« Si Ben Ali revenait, il aurait de grandes chances d’être réélu ». Au sein du « mouvement Destourien », un parti qui présente des listes pour les législatives du 26 octobre et qui a été créé par un ancien premier ministre de l’ancien président Ben Ali, on revendique l’héritage des deux premiers présidents de la Tunisie, Bourguiba surtout et Ben Ali pour ses premières années. Mondafrique a suivi, jusqu’à Lille,la tête de liste des Destouriens en France, Nizar Saadi, 36 ans, cadre supérieur dans le groupe Publicis
Ils sont fringants, diplômés, décomplexés, bien intégrés et politiquement incorrects. « Si Ben Ali revenait en Tunisie, il serait réélu », prétend quelques heures avant la clôture de la campagne électorale, Nizar Saadi, 36 ans, placé en France à la tête du « Nouveau Destour », une des dix neufs listes en présence de « France Nord » (Paris, Bretagne, Lille…. ).
Chemise blanche ouverte et costume gris clair, ce cadre supérieur de l’agence Publicis n’a pas hésité à se présenter au nom d’un parti créé par un ancien Premier ministre de Ben Ali, Hamed Karoui. « Aux débuts de sa présidence, poursuit le candidat, Ben Ali était resté proche du peuple, il s’inquiétait même en conseil des ministres du prix de la pomme de terre, les caisses étaient pleines et l’ordre rêgnait ». Et de reprendre ensuite un air déjà entendu : « La fin du règne de l’ancien Président a été désastreuse en raison de l’influence de son épouse, Leila Trabelsi ». Avant d’ajouter : « La régente de Carthage » qui avait fait main basse sur la Tunisie a fait un fils à Ben Ali en 2004 et ensuite, elle et son clan ont pris le dessus ». Ce qui n’est pas totalement faux….
Un détour par « Nida Tounes »
Qu’on ne se méprenne pourtant pas, le grand homme du « mouvement Destourien » reste Habib Bourguiba, le fondateur de la Tunisie moderne.

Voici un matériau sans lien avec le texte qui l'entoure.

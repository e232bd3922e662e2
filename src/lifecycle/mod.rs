//! Lifecycle management subsystem.
//!
//! # Data Flow
//! ```text
//! Startup (startup.rs):
//!     Load config → Validate → Logging → Metrics → Router → Start server
//!
//! Serving (server.rs, state.rs):
//!     Created → Running → ShuttingDown → Stopped
//!
//! Signals (signals.rs):
//!     SIGTERM/SIGINT → Shutdown(deadline) → drain or abort → exit code
//! ```
//!
//! # Design Decisions
//! - Ordered startup: config first, then observability, then the listener
//! - Ordered shutdown: stop accept, drain, close
//! - Shutdown has a deadline: forced stop after it elapses

pub mod server;
pub mod signals;
pub mod startup;
pub mod state;

pub use server::{Server, ServerError};
pub use state::ServerState;
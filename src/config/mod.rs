//! Configuration management subsystem.
//!
//! # Data Flow
//! ```text
//! AppConfig::default()
//!     → loader.rs (optional TOML file via --config / CONFIG_PATH)
//!     → loader.rs (environment overlay: PORT, READ_TIMEOUT, ...)
//!     → validation.rs (semantic checks, all errors at once)
//!     → AppConfig (validated, immutable)
//! ```
//!
//! # Design Decisions
//! - Config is immutable once loaded; changes require a restart
//! - All fields have defaults to allow minimal configs
//! - Durations are Go-style strings (`15s`, `1m30s`) in file and env alike
//! - An unparsable environment value is fatal, never silently defaulted

pub mod duration;
pub mod loader;
pub mod schema;
pub mod validation;

pub use loader::{load_config, ConfigError};
pub use schema::{AppConfig, ObservabilityConfig, ServerConfig, ServiceConfig};
pub use validation::ValidationError;
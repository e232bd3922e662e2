//! Attribute name mapping onto Elastic Common Schema field paths.
//!
//! # Responsibilities
//! - Translate short structured-log field names (`method`, `status`, ...)
//!   into their canonical ECS paths
//! - Pass every other name through unchanged
//!
//! # Design Decisions
//! - Static table, no control flow per field: a new field is one row
//! - Total function: unknown keys are never dropped or rejected

/// ECS field that carries an elapsed time as integer nanoseconds.
pub const EVENT_DURATION: &str = "event.duration";

/// Short attribute name → ECS field path.
const ECS_FIELDS: &[(&str, &str)] = &[
    ("method", "http.request.method"),
    ("path", "url.path"),
    ("status", "http.response.status_code"),
    ("bytes", "http.response.body.bytes"),
    ("duration", EVENT_DURATION),
    ("remote_addr", "client.address"),
    ("request_id", "trace.id"),
    ("error", "error.message"),
    ("uptime", "event.uptime"),
    ("port", "server.port"),
    ("environment", "service.environment"),
];

/// Map a structured log field name to its output field name.
///
/// Keys found in the ECS table map to their canonical path; any other key
/// maps to itself.
pub fn map_key(key: &str) -> &str {
    ECS_FIELDS
        .iter()
        .find(|(short, _)| *short == key)
        .map(|(_, ecs)| *ecs)
        .unwrap_or(key)
}
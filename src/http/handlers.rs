//! Endpoint handlers: liveness, health, readiness, metrics.

use axum::{
    extract::State,
    http::{header, HeaderMap, StatusCode, Uri},
    response::{IntoResponse, Json, Response},
};

use crate::http::middleware::request_id_of;
use crate::http::response::{ErrorResponse, HealthResponse, StatusResponse};
use crate::http::server::AppState;

/// Content type of the Prometheus text exposition format.
pub const PROMETHEUS_CONTENT_TYPE: &str = "text/plain; version=0.0.4";

pub async fn ping(headers: HeaderMap) -> Json<StatusResponse> {
    tracing::debug!(request_id = request_id_of(&headers), "ping request received");
    Json(StatusResponse::new("success", "pong"))
}

pub async fn health(State(state): State<AppState>, headers: HeaderMap) -> Json<HealthResponse> {
    let uptime = format!("{:?}", state.started.elapsed());
    tracing::debug!(
        uptime = %uptime,
        request_id = request_id_of(&headers),
        "health check"
    );
    Json(HealthResponse {
        status: "healthy".to_string(),
        uptime,
    })
}

pub async fn ready(headers: HeaderMap) -> Json<StatusResponse> {
    tracing::debug!(request_id = request_id_of(&headers), "readiness check");
    Json(StatusResponse::new(
        "ready",
        "application is ready to serve traffic",
    ))
}

pub async fn metrics(State(state): State<AppState>) -> Response {
    (
        [(header::CONTENT_TYPE, PROMETHEUS_CONTENT_TYPE)],
        state.metrics.snapshot(),
    )
        .into_response()
}

pub async fn not_found(uri: Uri) -> Response {
    ErrorResponse::new("not found", Some(format!("no route for {}", uri.path())))
        .with_status(StatusCode::NOT_FOUND)
}
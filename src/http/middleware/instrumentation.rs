//! Request instrumentation: one log line and one metric pair per request.
//!
//! # Responsibilities
//! - Time every request from arrival to the last body byte
//! - Capture the status actually sent and the body bytes actually written
//! - Label metrics by route pattern, never by raw path
//! - Emit exactly one completion event and one counter/histogram update
//!
//! # Data Flow
//! ```text
//! request
//!     → track_requests (RequestContext + Completion guard)
//!     → inner service (panic recovery, timeout, handler)
//!     → response status committed
//!     → body wrapped in InstrumentedBody (counts data frames)
//!     → end of stream or drop → Completion::finish (log + metrics, once)
//! ```
//!
//! # Design Decisions
//! - The response itself is never altered; only the body is wrapped
//! - A request whose future is dropped before a response exists still
//!   completes with the default status 200

use std::pin::Pin;
use std::sync::Arc;
use std::task::{Context, Poll};
use std::time::{Duration, Instant};

use axum::{
    body::{Body, Bytes},
    extract::{MatchedPath, Request, State},
    http::StatusCode,
    middleware::Next,
    response::Response,
};
use http_body::{Body as HttpBody, Frame, SizeHint};
use tracing::Instrument;

use crate::http::middleware::client_addr::ClientAddr;
use crate::http::middleware::request_id::request_id_of;
use crate::observability::metrics::{MetricsRecorder, RequestLabels};

/// Route label used when no route matched.
pub const UNMATCHED_ROUTE: &str = "unmatched";

/// Per-request mutable state, owned by one request's instrumentation.
#[derive(Debug)]
pub struct RequestContext {
    start: Instant,
    status: Option<StatusCode>,
    bytes: u64,
    request_id: String,
}

impl RequestContext {
    pub fn new(request_id: impl Into<String>) -> Self {
        Self {
            start: Instant::now(),
            status: None,
            bytes: 0,
            request_id: request_id.into(),
        }
    }

    /// Record the response status. Only the first call has an effect.
    pub fn commit_status(&mut self, status: StatusCode) {
        if self.status.is_none() {
            self.status = Some(status);
        }
    }

    /// Committed status, 200 if none was committed.
    pub fn status(&self) -> StatusCode {
        self.status.unwrap_or(StatusCode::OK)
    }

    pub fn add_bytes(&mut self, n: u64) {
        self.bytes += n;
    }

    pub fn bytes(&self) -> u64 {
        self.bytes
    }

    pub fn request_id(&self) -> &str {
        &self.request_id
    }

    pub fn elapsed(&self) -> Duration {
        self.start.elapsed()
    }
}

/// Elapsed time as whole nanoseconds, saturating at `u64::MAX`.
fn saturating_nanos(elapsed: Duration) -> u64 {
    u64::try_from(elapsed.as_nanos()).unwrap_or(u64::MAX)
}

/// Emits the completion record exactly once, at the latest when dropped.
struct Completion {
    metrics: Arc<MetricsRecorder>,
    method: String,
    path: String,
    route: String,
    remote_addr: String,
    ctx: RequestContext,
    finished: bool,
}

impl Completion {
    fn finish(&mut self) {
        if self.finished {
            return;
        }
        self.finished = true;

        let elapsed = self.ctx.elapsed();
        let status = self.ctx.status().as_u16();

        self.metrics
            .record_request(&RequestLabels::new(&self.method, &self.route, status), elapsed);

        tracing::info!(
            method = %self.method,
            path = %self.path,
            status = status,
            bytes = self.ctx.bytes(),
            duration = saturating_nanos(elapsed),
            remote_addr = %self.remote_addr,
            request_id = self.ctx.request_id(),
            "request completed"
        );
    }
}

impl Drop for Completion {
    fn drop(&mut self) {
        self.finish();
    }
}

/// Response body decorator that counts data bytes and finishes the request
/// when the stream ends.
struct InstrumentedBody {
    inner: Body,
    completion: Completion,
}

impl HttpBody for InstrumentedBody {
    type Data = Bytes;
    type Error = axum::Error;

    fn poll_frame(
        mut self: Pin<&mut Self>,
        cx: &mut Context<'_>,
    ) -> Poll<Option<Result<Frame<Self::Data>, Self::Error>>> {
        let this = &mut *self;
        let polled = Pin::new(&mut this.inner).poll_frame(cx);

        match &polled {
            Poll::Ready(Some(Ok(frame))) => {
                if let Some(data) = frame.data_ref() {
                    this.completion.ctx.add_bytes(data.len() as u64);
                }
                if this.inner.is_end_stream() {
                    this.completion.finish();
                }
            }
            Poll::Ready(Some(Err(_))) | Poll::Ready(None) => this.completion.finish(),
            Poll::Pending => {}
        }

        polled
    }

    fn is_end_stream(&self) -> bool {
        self.inner.is_end_stream()
    }

    fn size_hint(&self) -> SizeHint {
        self.inner.size_hint()
    }
}

/// Axum middleware recording one log event and one metric pair per request.
///
/// Install with `axum::middleware::from_fn_with_state`.
pub async fn track_requests(
    State(metrics): State<Arc<MetricsRecorder>>,
    request: Request,
    next: Next,
) -> Response {
    let route = request
        .extensions()
        .get::<MatchedPath>()
        .map(|p| p.as_str().to_string())
        .unwrap_or_else(|| UNMATCHED_ROUTE.to_string());
    let remote_addr = request
        .extensions()
        .get::<ClientAddr>()
        .map(|a| a.0.clone())
        .unwrap_or_else(|| "unknown".to_string());
    let request_id = request_id_of(request.headers()).to_string();

    let span = tracing::info_span!("request", request_id = %request_id);

    let mut completion = Completion {
        metrics,
        method: request.method().to_string(),
        path: request.uri().path().to_string(),
        route,
        remote_addr,
        ctx: RequestContext::new(request_id),
        finished: false,
    };

    let response = next.run(request).instrument(span).await;
    completion.ctx.commit_status(response.status());

    let (parts, body) = response.into_parts();
    Response::from_parts(
        parts,
        Body::new(InstrumentedBody {
            inner: body,
            completion,
        }),
    )
}
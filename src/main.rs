//! orchestrated-ping
//!
//! ```text
//!   client ──▶ net::connection ──▶ http::server (middleware stack) ──▶ handlers
//!                                        │
//!                                        ├─▶ observability::logging ──▶ stdout (ECS JSON)
//!                                        └─▶ observability::metrics ──▶ GET /metrics
//!
//!   lifecycle: config ─▶ startup ─▶ server (accept loop) ◀── signals
//! ```

use std::path::PathBuf;
use std::process::ExitCode;

use clap::Parser;

#[derive(Parser)]
#[command(name = "orchestrated-ping")]
#[command(version, about = "Ping service with ECS logs and Prometheus metrics", long_about = None)]
struct Cli {
    /// Path to a TOML config file. Environment variables override it.
    #[arg(short, long, env = "CONFIG_PATH")]
    config: Option<PathBuf>,
}

#[tokio::main]
async fn main() -> ExitCode {
    let cli = Cli::parse();
    orchestrated_ping::lifecycle::startup::run(cli.config.as_deref()).await
}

Le premier Destour avait été créé par « le Combattant suprême » pour imposer l’indépendance. L’emblème de ces militants « new look » est une chéchia, ce bonnet en forme de calotte et de couleur rouge vermillon qui est l’emblème de la Tunisie indépendante et qu’ils ont fait figurer sur les porte-clefs pour leurs supporters. « Nos valeurs, précise Nizar Saadi volubile et convaincu, sont celles de Bourguiba, qui ont été en grande partie reprises par Ben Ali, du moins les premières années : un Etat fort, une vision nationaliste, une classe moyenne prospère, l’éducation pour tous ».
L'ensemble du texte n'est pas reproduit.